Junior Donna Adi Yehuda, has recently taken on a new venture. She has just launched a new line for the clothing company she has been running for the past three years.
Point Blank LA is a T-shirt company that focuses on Los Angeles art and culture. The line uses 100 percent organic cotton and features a blog that Yehuda, 20, describes as an online magazine, meant to inform the public about the brand and lifestyle it promotes.
“It is an art-focused clothing line, with the idea of living through art and expressing that through a T-shirt,” Yehuda said. “The major influences are music, art, comic books, album covers, and life.”

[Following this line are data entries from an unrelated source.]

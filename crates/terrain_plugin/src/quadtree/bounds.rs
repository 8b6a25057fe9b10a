//! Axis-aligned bounding box used for culling, range and ray tests.

use glam::{Vec3, Vec4};

/// Result of testing a box against a set of bounding planes.
#[derive(Clone, Copy, Debug, PartialEq, Eq)]
pub enum Containment {
	/// Entirely behind at least one plane.
	Outside,
	/// Straddles at least one plane.
	Intersecting,
	/// In front of all planes.
	Inside,
}

/// Single-precision axis-aligned bounding box.
///
/// X/Y span the ground plane, Z is height, matching the raster-to-world
/// mapping of [`MapDimensions`](super::MapDimensions).
#[derive(Clone, Copy, Debug, PartialEq)]
pub struct Aabb {
	/// Minimum corner (inclusive).
	pub min: Vec3,
	/// Maximum corner (inclusive).
	pub max: Vec3,
}

impl Aabb {
	/// Create a new AABB from min and max corners.
	///
	/// # Panics
	/// Debug-asserts that min <= max on all axes.
	pub fn new(min: Vec3, max: Vec3) -> Self {
		debug_assert!(
			min.x <= max.x && min.y <= max.y && min.z <= max.z,
			"AABB min must be <= max on all axes"
		);
		Self { min, max }
	}

	/// Get the center of the AABB.
	#[inline]
	pub fn center(&self) -> Vec3 {
		(self.min + self.max) * 0.5
	}

	/// Get the size of the AABB (max - min).
	#[inline]
	pub fn size(&self) -> Vec3 {
		self.max - self.min
	}

	/// The 8 corner points, bottom face first.
	pub fn corners(&self) -> [Vec3; 8] {
		[
			Vec3::new(self.min.x, self.min.y, self.min.z),
			Vec3::new(self.min.x, self.max.y, self.min.z),
			Vec3::new(self.max.x, self.min.y, self.min.z),
			Vec3::new(self.max.x, self.max.y, self.min.z),
			Vec3::new(self.min.x, self.min.y, self.max.z),
			Vec3::new(self.min.x, self.max.y, self.max.z),
			Vec3::new(self.max.x, self.min.y, self.max.z),
			Vec3::new(self.max.x, self.max.y, self.max.z),
		]
	}

	/// Squared distance from `point` to the nearest point of the box.
	/// Zero when the point is inside.
	pub fn min_distance_sq(&self, point: Vec3) -> f32 {
		let mut dist = 0.0;

		for axis in 0..3 {
			let v = point[axis];
			if v < self.min[axis] {
				let d = v - self.min[axis];
				dist += d * d;
			} else if v > self.max[axis] {
				let d = v - self.max[axis];
				dist += d * d;
			}
		}

		dist
	}

	/// Squared distance from `point` to the farthest corner of the box.
	pub fn max_distance_sq(&self, point: Vec3) -> f32 {
		let mut dist = 0.0;

		for axis in 0..3 {
			let k = (point[axis] - self.min[axis])
				.abs()
				.max((point[axis] - self.max[axis]).abs());
			dist += k * k;
		}

		dist
	}

	/// Whether the box touches the sphere of squared radius `radius_sq`
	/// centered at `center`.
	#[inline]
	pub fn intersects_sphere_sq(&self, center: Vec3, radius_sq: f32) -> bool {
		self.min_distance_sq(center) <= radius_sq
	}

	/// Classify the box against 6 inward-facing planes (`dot(plane, (p, 1)) >= 0`
	/// means in front).
	///
	/// Tests the 8 corners plus the center with a small size-relative
	/// tolerance, after a cheap bounding-sphere rejection pass.
	pub fn test_planes(&self, planes: &[Vec4; 6]) -> Containment {
		let center = self.center();
		let mut size = self.size().length();

		// Bounding-sphere pass removes most fully-outside boxes early.
		for plane in planes {
			let center_dist = plane.dot(center.extend(1.0));
			if center_dist < -size / 2.0 {
				return Containment::Outside;
			}
		}

		let mut points = [Vec3::ZERO; 9];
		points[..8].copy_from_slice(&self.corners());
		points[8] = center;

		// Tolerance: points must be clearly behind a plane to count as out.
		size /= 6.0;

		let mut total_in = 0;
		for plane in planes {
			let mut in_count = 9;
			let mut all_in = true;

			for point in &points {
				let distance = plane.dot(point.extend(1.0));
				if distance < -size {
					all_in = false;
					in_count -= 1;
				}
			}

			// Every point behind this one plane: fully out.
			if in_count == 0 {
				return Containment::Outside;
			}

			if all_in {
				total_in += 1;
			}
		}

		if total_in == 6 {
			Containment::Inside
		} else {
			Containment::Intersecting
		}
	}

	/// Slab test. Returns the distance along the ray to the box entry point,
	/// which is negative when the origin is inside or past the box; `None`
	/// when the line misses entirely.
	pub fn intersect_ray(&self, origin: Vec3, direction: Vec3) -> Option<f32> {
		const EPSILON: f32 = 1e-5;

		let mut tmin = f32::MIN;
		let mut tmax = f32::MAX;

		for axis in 0..3 {
			if direction[axis].abs() < EPSILON {
				// Parallel to the slab
				if origin[axis] < self.min[axis] || origin[axis] > self.max[axis] {
					return None;
				}
			} else {
				let ood = 1.0 / direction[axis];
				let mut t1 = (self.min[axis] - origin[axis]) * ood;
				let mut t2 = (self.max[axis] - origin[axis]) * ood;

				if t1 > t2 {
					std::mem::swap(&mut t1, &mut t2);
				}

				tmin = tmin.max(t1);
				tmax = tmax.min(t2);

				if tmin > tmax {
					return None;
				}
			}
		}

		Some(tmin)
	}
}

#[cfg(test)]
mod tests {
	use super::*;

	fn unit_box() -> Aabb {
		Aabb::new(Vec3::ZERO, Vec3::splat(10.0))
	}

	/// Planes that reject nothing.
	fn open_planes() -> [Vec4; 6] {
		[Vec4::W; 6]
	}

	#[test]
	fn test_new() {
		let aabb = Aabb::new(Vec3::new(-1.0, -2.0, -3.0), Vec3::new(1.0, 2.0, 3.0));
		assert_eq!(aabb.min, Vec3::new(-1.0, -2.0, -3.0));
		assert_eq!(aabb.max, Vec3::new(1.0, 2.0, 3.0));
		assert_eq!(aabb.center(), Vec3::ZERO);
		assert_eq!(aabb.size(), Vec3::new(2.0, 4.0, 6.0));
	}

	#[test]
	fn test_corners_cover_extremes() {
		let aabb = unit_box();
		let corners = aabb.corners();
		assert_eq!(corners.len(), 8);
		for corner in corners {
			for axis in 0..3 {
				assert!(corner[axis] == 0.0 || corner[axis] == 10.0);
			}
		}
		assert!(corners.contains(&Vec3::ZERO));
		assert!(corners.contains(&Vec3::splat(10.0)));
	}

	#[test]
	fn test_min_distance_sq() {
		let aabb = unit_box();

		// Inside
		assert_eq!(aabb.min_distance_sq(Vec3::splat(5.0)), 0.0);
		// On the boundary
		assert_eq!(aabb.min_distance_sq(Vec3::ZERO), 0.0);
		// Offset on one axis
		assert_eq!(aabb.min_distance_sq(Vec3::new(13.0, 5.0, 5.0)), 9.0);
		// Offset on all axes
		assert_eq!(aabb.min_distance_sq(Vec3::new(-1.0, 11.0, -2.0)), 6.0);
	}

	#[test]
	fn test_max_distance_sq() {
		let aabb = unit_box();

		// From a corner, the farthest point is the opposite corner
		assert_eq!(aabb.max_distance_sq(Vec3::ZERO), 300.0);
		// From the center
		assert_eq!(aabb.max_distance_sq(Vec3::splat(5.0)), 75.0);
	}

	#[test]
	fn test_intersects_sphere_sq() {
		let aabb = unit_box();
		let center = Vec3::new(13.0, 5.0, 5.0);

		assert!(aabb.intersects_sphere_sq(center, 16.0));
		assert!(aabb.intersects_sphere_sq(center, 9.0), "touching counts");
		assert!(!aabb.intersects_sphere_sq(center, 8.9));
	}

	#[test]
	fn test_planes_inside() {
		let aabb = unit_box();
		assert_eq!(aabb.test_planes(&open_planes()), Containment::Inside);

		// Half-space x >= -1 keeps the whole box in front
		let mut planes = open_planes();
		planes[0] = Vec4::new(1.0, 0.0, 0.0, 1.0);
		assert_eq!(aabb.test_planes(&planes), Containment::Inside);
	}

	#[test]
	fn test_planes_outside() {
		let aabb = unit_box();

		// Half-space x >= 100
		let mut planes = open_planes();
		planes[3] = Vec4::new(1.0, 0.0, 0.0, -100.0);
		assert_eq!(aabb.test_planes(&planes), Containment::Outside);
	}

	#[test]
	fn test_planes_intersecting() {
		// Wide box straddling the plane x >= 0
		let aabb = Aabb::new(Vec3::new(-10.0, -1.0, -1.0), Vec3::new(10.0, 1.0, 1.0));
		let mut planes = open_planes();
		planes[2] = Vec4::new(1.0, 0.0, 0.0, 0.0);
		assert_eq!(aabb.test_planes(&planes), Containment::Intersecting);
	}

	#[test]
	fn test_intersect_ray_hit() {
		let aabb = unit_box();
		let dist = aabb
			.intersect_ray(Vec3::new(5.0, 5.0, 20.0), Vec3::new(0.0, 0.0, -1.0))
			.expect("straight-down ray must hit");
		assert!((dist - 10.0).abs() < 1e-4, "entry at the top face, got {}", dist);
	}

	#[test]
	fn test_intersect_ray_miss() {
		let aabb = unit_box();
		assert_eq!(
			aabb.intersect_ray(Vec3::new(20.0, 5.0, 20.0), Vec3::new(0.0, 0.0, -1.0)),
			None
		);
	}

	#[test]
	fn test_intersect_ray_origin_inside() {
		let aabb = unit_box();
		let dist = aabb
			.intersect_ray(Vec3::splat(5.0), Vec3::new(1.0, 0.0, 0.0))
			.expect("ray from inside still reports the entry slab");
		assert!(dist < 0.0, "entry distance behind the origin, got {}", dist);
	}

	#[test]
	fn test_intersect_ray_parallel_outside() {
		let aabb = unit_box();
		assert_eq!(
			aabb.intersect_ray(Vec3::new(5.0, 5.0, 11.0), Vec3::new(1.0, 0.0, 0.0)),
			None
		);
	}
}
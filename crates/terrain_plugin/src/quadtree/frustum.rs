//! View frustum for selection culling.

use glam::{Mat4, Vec3, Vec4};

/// Camera frustum: 6 inward-facing planes plus the 8 corner points.
///
/// Planes are normalized and satisfy `dot(plane, (p, 1)) >= 0` for points in
/// the visible volume. Only the planes drive selection culling; the corners
/// are carried for consumers that want the frustum extent (debug overlays,
/// shadow cascades).
#[derive(Clone, Copy, Debug, PartialEq)]
pub struct Frustum {
  /// Left, right, bottom, top, near, far.
  pub planes: [Vec4; 6],
  /// Near-plane corners first, then far-plane, each in (-x,-y), (x,-y),
  /// (-x,y), (x,y) order.
  pub corners: [Vec3; 8],
}

impl Frustum {
  /// Extract planes and corners from a combined view-projection matrix.
  ///
  /// Expects a 0..1 clip-space depth range (the `glam` `perspective_rh`
  /// family). Planes come from clip-space row combinations, corners from
  /// unprojecting the clip-space box through the inverse matrix.
  pub fn from_view_projection(view_proj: Mat4) -> Self {
    let r0 = view_proj.row(0);
    let r1 = view_proj.row(1);
    let r2 = view_proj.row(2);
    let r3 = view_proj.row(3);

    let mut planes = [
      r3 + r0, // left:   x >= -w
      r3 - r0, // right:  x <= w
      r3 + r1, // bottom: y >= -w
      r3 - r1, // top:    y <= w
      r2,      // near:   z >= 0
      r3 - r2, // far:    z <= w
    ];
    for plane in &mut planes {
      let len = plane.truncate().length();
      debug_assert!(len > 0.0, "degenerate view-projection matrix");
      *plane /= len;
    }

    let inv = view_proj.inverse();
    let mut corners = [Vec3::ZERO; 8];
    let mut i = 0;
    for &z in &[0.0, 1.0] {
      for &y in &[-1.0, 1.0] {
        for &x in &[-1.0, 1.0] {
          let point = inv * Vec4::new(x, y, z, 1.0);
          corners[i] = point.truncate() / point.w;
          i += 1;
        }
      }
    }

    Self { planes, corners }
  }

  /// A frustum that culls nothing; selection becomes purely
  /// distance-driven. The corner points are degenerate (all zero).
  pub fn unbounded() -> Self {
    Self {
      planes: [Vec4::W; 6],
      corners: [Vec3::ZERO; 8],
    }
  }
}
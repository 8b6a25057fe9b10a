//! Quadtree for continuous distance-dependent terrain LOD.
//!
//! A heightmap raster is tiled by square nodes at every LOD level; the tree
//! is built once and then queried per frame. Selection walks top nodes down,
//! keeping a node when the observer sits inside its level's distance band,
//! and descending where the next band (and the frustum) allow. Selected
//! nodes carry per-quadrant flags so the result tiles the visible terrain
//! exactly once across mixed levels.
//!
//! # Level Conventions
//!
//! Tree levels count down from the top: level 0 is the coarsest, leaves sit
//! at `lod_level_count - 1`. Selection LOD levels run the other way: 0 is
//! the most detailed selected level. Node footprints double per level:
//!
//! ```text
//! node size = leaf_node_size * 2^(lod_level_count - 1 - tree_level)
//! ```
//!
//! # Module Structure
//!
//! - [`config`]: `QuadTreeConfig`, `MapDimensions` - construction parameters
//!   and raster-to-world mapping
//! - [`bounds`]: `Aabb` - world-space boxes, plane and sphere tests
//! - [`frustum`]: `Frustum` - culling planes extracted from a camera matrix
//! - [`node`]: `Node` - arena-indexed tree nodes
//! - [`tree`]: `QuadTree` - construction over a [`crate::heightmap`] source
//! - [`selection`]: `LodSelection` - the per-frame render set
//! - `queries`: area min/max height and ray intersection on `QuadTree`

pub mod bounds;
pub mod config;
pub mod frustum;
pub mod node;
mod queries;
pub mod selection;
pub mod tree;

// Re-exports
pub use bounds::{Aabb, Containment};
pub use config::{
  CreateError, CreateResult, MapDimensions, QuadTreeConfig, MAX_LOD_LEVELS, MAX_RASTER_SIZE,
};
pub use frustum::Frustum;
pub use node::{Node, NodeIndex, NodeKind};
pub use selection::{
  LodSelection, SelectedNode, SelectionParams, DEFAULT_MAX_SELECTION_COUNT,
  DEFAULT_MORPH_START_RATIO,
};
pub use tree::QuadTree;
use super::*;

fn test_dims() -> MapDimensions {
  MapDimensions {
    min_x: -8.0,
    min_y: -8.0,
    min_z: 0.0,
    size_x: 16.0,
    size_y: 16.0,
    size_z: 100.0,
  }
}

#[test]
fn test_map_dimensions_extents() {
  let dims = test_dims();
  assert_eq!(dims.max_x(), 8.0);
  assert_eq!(dims.max_y(), 8.0);
  assert_eq!(dims.max_z(), 100.0);
}

#[test]
fn test_world_z_quantization() {
  let dims = test_dims();
  assert_eq!(dims.world_z(0), 0.0, "raw 0 maps to the bottom of the range");
  assert_eq!(
    dims.world_z(65535),
    100.0,
    "raw 65535 maps to the top of the range"
  );

  let mid = dims.world_z(32768);
  assert!((mid - 50.0).abs() < 0.01, "midpoint should be near 50, got {}", mid);
}

#[test]
fn test_validate_accepts_reasonable_config() {
  let config = QuadTreeConfig {
    leaf_node_size: 8,
    lod_level_count: 5,
    map_dims: test_dims(),
  };
  assert_eq!(config.validate(1024, 512), Ok(()));
}

#[test]
fn test_validate_rejects_undersized_raster() {
  let config = QuadTreeConfig::default();
  assert_eq!(
    config.validate(1, 512),
    Err(CreateError::RasterTooSmall {
      size_x: 1,
      size_y: 512
    })
  );
  assert_eq!(
    config.validate(512, 0),
    Err(CreateError::RasterTooSmall {
      size_x: 512,
      size_y: 0
    })
  );
  assert_eq!(config.validate(2, 2), Ok(()), "2x2 is the smallest valid raster");
}

#[test]
fn test_validate_rejects_oversized_raster() {
  let config = QuadTreeConfig::default();
  assert_eq!(
    config.validate(70000, 512),
    Err(CreateError::RasterTooLarge {
      size_x: 70000,
      size_y: 512
    })
  );
  assert_eq!(
    config.validate(512, 65536),
    Err(CreateError::RasterTooLarge {
      size_x: 512,
      size_y: 65536
    })
  );
  assert_eq!(config.validate(65535, 65535), Ok(()), "65535 is still valid");
}

#[test]
fn test_validate_rejects_bad_lod_level_count() {
  let mut config = QuadTreeConfig::default();

  config.lod_level_count = 0;
  assert_eq!(config.validate(64, 64), Err(CreateError::InvalidLodLevelCount(0)));

  config.lod_level_count = MAX_LOD_LEVELS + 1;
  assert_eq!(
    config.validate(64, 64),
    Err(CreateError::InvalidLodLevelCount(MAX_LOD_LEVELS + 1))
  );
}

#[test]
fn test_validate_rejects_oversized_top_nodes() {
  let mut config = QuadTreeConfig::default();

  // 8 << 15 = 262144 raster units per top node
  config.lod_level_count = MAX_LOD_LEVELS;
  assert_eq!(
    config.validate(64, 64),
    Err(CreateError::TopNodeTooLarge(262144))
  );

  // 2 << 14 = 32768 is the deepest tree 16-bit node sizes allow
  config.leaf_node_size = 2;
  config.lod_level_count = 15;
  assert_eq!(config.validate(64, 64), Ok(()));

  config.lod_level_count = 16;
  assert_eq!(config.validate(64, 64), Err(CreateError::TopNodeTooLarge(65536)));
}

#[test]
fn test_validate_rejects_bad_leaf_node_size() {
  let mut config = QuadTreeConfig::default();

  config.leaf_node_size = 0;
  assert!(config.validate(64, 64).is_err());

  config.leaf_node_size = 1;
  assert_eq!(config.validate(64, 64), Err(CreateError::InvalidLeafNodeSize(1)));

  config.leaf_node_size = 6;
  assert_eq!(config.validate(64, 64), Err(CreateError::InvalidLeafNodeSize(6)));

  config.leaf_node_size = 4;
  assert_eq!(config.validate(64, 64), Ok(()));
}

#[test]
fn test_top_node_size() {
  let config = QuadTreeConfig {
    leaf_node_size: 2,
    lod_level_count: 2,
    map_dims: test_dims(),
  };
  assert_eq!(config.top_node_size(), 4);

  let config = QuadTreeConfig {
    leaf_node_size: 8,
    lod_level_count: 5,
    map_dims: test_dims(),
  };
  assert_eq!(config.top_node_size(), 128);
}

#[test]
fn test_error_messages_name_the_offender() {
  let err = CreateError::InvalidLeafNodeSize(6);
  assert!(err.to_string().contains('6'));

  let err = CreateError::RasterTooLarge {
    size_x: 70000,
    size_y: 512,
  };
  assert!(err.to_string().contains("70000"));
}
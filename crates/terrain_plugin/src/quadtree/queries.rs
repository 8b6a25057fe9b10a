//! Area and ray queries against a built tree.
//!
//! Both walk the node hierarchy instead of the raw raster: the area query
//! stops at the coarsest nodes inside the region, the ray query descends to
//! leaves and intersects the two triangles spanned by each leaf's corner
//! heights. Results therefore match the node granularity, not individual
//! raster cells.

use glam::Vec3;

use super::node::{NodeIndex, NodeKind};
use super::tree::QuadTree;

const TRIANGLE_EPSILON: f32 = 1e-6;

impl QuadTree {
  /// Minimum and maximum terrain height over a world-space rectangle.
  ///
  /// The rectangle is clamped to the map. Nodes only partially inside it
  /// still contribute their whole height range once the walk reaches a
  /// leaf, so the result is conservative by up to one leaf footprint at the
  /// borders.
  #[cfg_attr(
    feature = "tracing",
    tracing::instrument(skip_all, name = "quadtree::area_min_max_height")
  )]
  pub fn area_min_max_height(
    &self,
    from_x: f32,
    from_y: f32,
    size_x: f32,
    size_y: f32,
  ) -> (f32, f32) {
    let dims = *self.map_dims();
    let raster_size_x = self.raster_size_x();
    let raster_size_y = self.raster_size_y();

    let bfx = (from_x - dims.min_x) / dims.size_x;
    let bfy = (from_y - dims.min_y) / dims.size_y;
    let btx = (from_x + size_x - dims.min_x) / dims.size_x;
    let bty = (from_y + size_y - dims.min_y) / dims.size_y;

    let raster_from_x =
      ((bfx * raster_size_x as f32) as i32).clamp(0, raster_size_x as i32 - 1) as usize;
    let raster_from_y =
      ((bfy * raster_size_y as f32) as i32).clamp(0, raster_size_y as i32 - 1) as usize;
    let raster_to_x =
      ((btx * raster_size_x as f32) as i32).clamp(0, raster_size_x as i32 - 1) as usize;
    let raster_to_y =
      ((bty * raster_size_y as f32) as i32).clamp(0, raster_size_y as i32 - 1) as usize;

    let mut min_z = f32::MAX;
    let mut max_z = f32::MIN;

    let base_from_x = raster_from_x / self.top_node_size();
    let base_from_y = raster_from_y / self.top_node_size();
    let base_to_x = raster_to_x / self.top_node_size();
    let base_to_y = raster_to_y / self.top_node_size();
    for base_y in base_from_y..=base_to_y {
      for base_x in base_from_x..=base_to_x {
        let top_node = self.top_nodes()[base_y * self.top_node_count_x() + base_x];
        area_min_max_walk(
          self,
          top_node,
          raster_from_x,
          raster_from_y,
          raster_to_x,
          raster_to_y,
          &mut min_z,
          &mut max_z,
        );
      }
    }
    (min_z, max_z)
  }

  /// Nearest intersection of a ray with the terrain within `max_distance`.
  ///
  /// Each leaf footprint is intersected as the two triangles over its
  /// corner heights, which matches the most detailed render tessellation
  /// rather than the raw raster. `direction` must be normalized so the
  /// returned point sits `distance` units along the ray.
  #[cfg_attr(feature = "tracing", tracing::instrument(skip_all, name = "quadtree::intersect_ray"))]
  pub fn intersect_ray(&self, origin: Vec3, direction: Vec3, max_distance: f32) -> Option<Vec3> {
    debug_assert!(direction.is_normalized());

    let mut nearest: Option<f32> = None;
    for &top_node in self.top_nodes() {
      if let Some(dist) = intersect_ray_walk(self, top_node, origin, direction, max_distance) {
        if nearest.map_or(true, |n| dist < n) {
          nearest = Some(dist);
        }
      }
    }
    nearest.map(|dist| origin + direction * dist)
  }
}

fn area_min_max_walk(
  tree: &QuadTree,
  index: NodeIndex,
  from_x: usize,
  from_y: usize,
  to_x: usize,
  to_y: usize,
  min_z: &mut f32,
  max_z: &mut f32,
) {
  let node = tree.node(index);
  let x = node.x as usize;
  let y = node.y as usize;
  let size = node.size as usize;

  if to_x < x || to_y < y || from_x > x + size || from_y > y + size {
    return;
  }

  let fully_covered = from_x <= x && from_y <= y && to_x >= x + size && to_y >= y + size;
  if node.is_leaf() || fully_covered {
    let dims = tree.map_dims();
    *min_z = min_z.min(dims.world_z(node.min_z));
    *max_z = max_z.max(dims.world_z(node.max_z));
    return;
  }

  for child in node.present_children() {
    area_min_max_walk(tree, child, from_x, from_y, to_x, to_y, min_z, max_z);
  }
}

fn intersect_ray_walk(
  tree: &QuadTree,
  index: NodeIndex,
  origin: Vec3,
  direction: Vec3,
  max_distance: f32,
) -> Option<f32> {
  let node = tree.node(index);
  let aabb = tree.node_world_aabb(index);

  let entry = aabb.intersect_ray(origin, direction)?;
  if entry > max_distance {
    return None;
  }

  match node.kind {
    NodeKind::Leaf { corner_heights } => {
      let tl = Vec3::new(aabb.min.x, aabb.min.y, corner_heights[0]);
      let tr = Vec3::new(aabb.max.x, aabb.min.y, corner_heights[1]);
      let bl = Vec3::new(aabb.min.x, aabb.max.y, corner_heights[2]);
      let br = Vec3::new(aabb.max.x, aabb.max.y, corner_heights[3]);

      let mut nearest: Option<f32> = None;
      for [a, b, c] in [[tl, tr, bl], [tr, bl, br]] {
        if let Some(dist) = intersect_triangle(origin, direction, a, b, c) {
          if dist <= max_distance && nearest.map_or(true, |n| dist < n) {
            nearest = Some(dist);
          }
        }
      }
      nearest
    }
    NodeKind::Branch { .. } => {
      let mut nearest: Option<f32> = None;
      for child in node.present_children() {
        if let Some(dist) = intersect_ray_walk(tree, child, origin, direction, max_distance) {
          if nearest.map_or(true, |n| dist < n) {
            nearest = Some(dist);
          }
        }
      }
      nearest
    }
  }
}

/// Two-sided Moller-Trumbore ray/triangle intersection. Returns the distance
/// along the ray, or None for parallel rays, misses and hits behind the
/// origin.
fn intersect_triangle(origin: Vec3, direction: Vec3, a: Vec3, b: Vec3, c: Vec3) -> Option<f32> {
  let edge1 = b - a;
  let edge2 = c - a;
  let pvec = direction.cross(edge2);
  let det = edge1.dot(pvec);

  if det.abs() < TRIANGLE_EPSILON {
    return None;
  }
  let inv_det = 1.0 / det;

  let tvec = origin - a;
  let u = tvec.dot(pvec) * inv_det;
  if !(0.0..=1.0).contains(&u) {
    return None;
  }

  let qvec = tvec.cross(edge1);
  let v = direction.dot(qvec) * inv_det;
  if v < 0.0 || u + v > 1.0 {
    return None;
  }

  let t = edge2.dot(qvec) * inv_det;
  (t >= 0.0).then_some(t)
}

#[cfg(test)]
#[path = "queries_test.rs"]
mod queries_test;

Point Blank LA’s new line, Back to Basics, focuses on hand drawn art, which means there was no graphics, computer editing, or Photoshop used to design the shirts.
“(We) gravitated towards the original formation of art, what art really was back in the day, raw talent,” Yehuda said.
Although all the company’s shirts are made with 100 percent organic cotton, this is not at the request of Yehuda but rather based on the product her seller provides.
“It’s the fabric we order, it could be temporary,” she said.
The business marketing major said she started Point Blank LA while still in high school.
“I started it as a hobby and turned it into a business,” Yeduda said. “In high school, I would get (iron on) sheets from Michaels, draw designs and iron them on shirts. I’d go around my high school with a duffel bag and sell them.”
Yeduda said an influential moment in her came in the form of the Agenda Trade Show, a massive forum for action sports and street wear.
“What was most influential was the idea behind it, the industry turning something big out of nothing,” she said. “All of these major clothing lines all started from few graphic tees, now they have everything from shoes to sweaters. You can go into something so massive from something so small with drive and perseverance.”
Yehuda has gained recognition through word of mouth and fashion shows. She has been in five fashion shows, including three at CSUN, a Haiti benefit, and one for Industry Boys, a men’s clothing company. She started the company’s website in 2008 with the intention of reaching the masses and making her line more accessible to people, and now sells worldwide. Her shirts can also be found at the International Dance Academy (IDA) Hollywood.
Yehuda said finding people who understand her dream and passion as well as wanting to work as hard as she does is a big challenge. Her staff consists of two people, a creative director and manufacturer.
“I’m a one woman show, everything is on me,” Yehuda said. “Getting to where I want to be is more about being hard working. You can go and get a fashion degree, but what will that mean to you? Nothing is a guarantee that a line will sell. The fact that everything isn’t a guarantee is the biggest challenge.”